[Start of section]
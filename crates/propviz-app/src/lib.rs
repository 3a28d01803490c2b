//! propviz client application.
//!
//! This crate wires the engine to the physics backend: the `Backend`
//! trait and its HTTP implementation, the wire format, the event loop
//! thread and the runtime configuration. The `propviz` binary drives it
//! from the command line.

pub mod backend;
pub mod config;
pub mod event_loop;
pub mod state;
pub mod wire;

pub use propviz_core as core;
//! Great-circle bearings rebased to the glyph convention.
//!
//! Glyphs are drawn pointing East, so a heading of 0° means East and
//! headings grow clockwise like compass bearings.

use propviz_core::constants::GLYPH_BEARING_OFFSET_DEG;
use propviz_core::types::GeoPoint;

/// Normalize degrees into `[0, 360)`.
pub fn normalize_deg(deg: f64) -> f64 {
    let d = deg.rem_euclid(360.0);
    // rem_euclid rounds tiny negatives up to exactly 360.0
    if d >= 360.0 {
        0.0
    } else {
        d
    }
}

/// Initial great-circle bearing from `from` to `to`, degrees clockwise from North.
pub fn initial_bearing_deg(from: GeoPoint, to: GeoPoint) -> f64 {
    let lat1 = from.lat.to_radians();
    let lat2 = to.lat.to_radians();
    let d_lon = (to.lon - from.lon).to_radians();

    let y = d_lon.sin() * lat2.cos();
    let x = lat1.cos() * lat2.sin() - lat1.sin() * lat2.cos() * d_lon.cos();

    normalize_deg(y.atan2(x).to_degrees())
}

/// Compass bearing to glyph rotation (East = 0°).
pub fn rebase_to_glyph(bearing_deg: f64) -> f64 {
    normalize_deg(bearing_deg - GLYPH_BEARING_OFFSET_DEG)
}

/// Glyph heading for travel from `from` to `to`.
pub fn glyph_heading_deg(from: GeoPoint, to: GeoPoint) -> f64 {
    rebase_to_glyph(initial_bearing_deg(from, to))
}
[End of section]
> ACTIVITY
Exactly as given, set down all of the lines above.

> THE COMPLETED TASK
filename crates/propviz-app/src/lib.rs
repository 3a28d01803490c2b
//! propviz client application.
//!
//! This crate wires the engine to the physics backend: the `Backend`
//! trait and its HTTP implementation, the wire format, the event loop
//! thread and the runtime configuration. The `propviz` binary drives it
//! from the command line.

pub mod backend;
pub mod config;
pub mod event_loop;
pub mod state;
pub mod wire;

pub use propviz_core as core;
//! Great-circle bearings rebased to the glyph convention.
//!
//! Glyphs are drawn pointing East, so a heading of 0° means East and
//! headings grow clockwise like compass bearings.

use propviz_core::constants::GLYPH_BEARING_OFFSET_DEG;
use propviz_core::types::GeoPoint;

/// Normalize degrees into `[0, 360)`.
pub fn normalize_deg(deg: f64) -> f64 {
    let d = deg.rem_euclid(360.0);
    // rem_euclid rounds tiny negatives up to exactly 360.0
    if d >= 360.0 {
        0.0
    } else {
        d
    }
}

/// Initial great-circle bearing from `from` to `to`, degrees clockwise from North.
pub fn initial_bearing_deg(from: GeoPoint, to: GeoPoint) -> f64 {
    let lat1 = from.lat.to_radians();
    let lat2 = to.lat.to_radians();
    let d_lon = (to.lon - from.lon).to_radians();

    let y = d_lon.sin() * lat2.cos();
    let x = lat1.cos() * lat2.sin() - lat1.sin() * lat2.cos() * d_lon.cos();

    normalize_deg(y.atan2(x).to_degrees())
}

/// Compass bearing to glyph rotation (East = 0°).
pub fn rebase_to_glyph(bearing_deg: f64) -> f64 {
    normalize_deg(bearing_deg - GLYPH_BEARING_OFFSET_DEG)
}

/// Glyph heading for travel from `from` to `to`.
pub fn glyph_heading_deg(from: GeoPoint, to: GeoPoint) -> f64 {
    rebase_to_glyph(initial_bearing_deg(from, to))
}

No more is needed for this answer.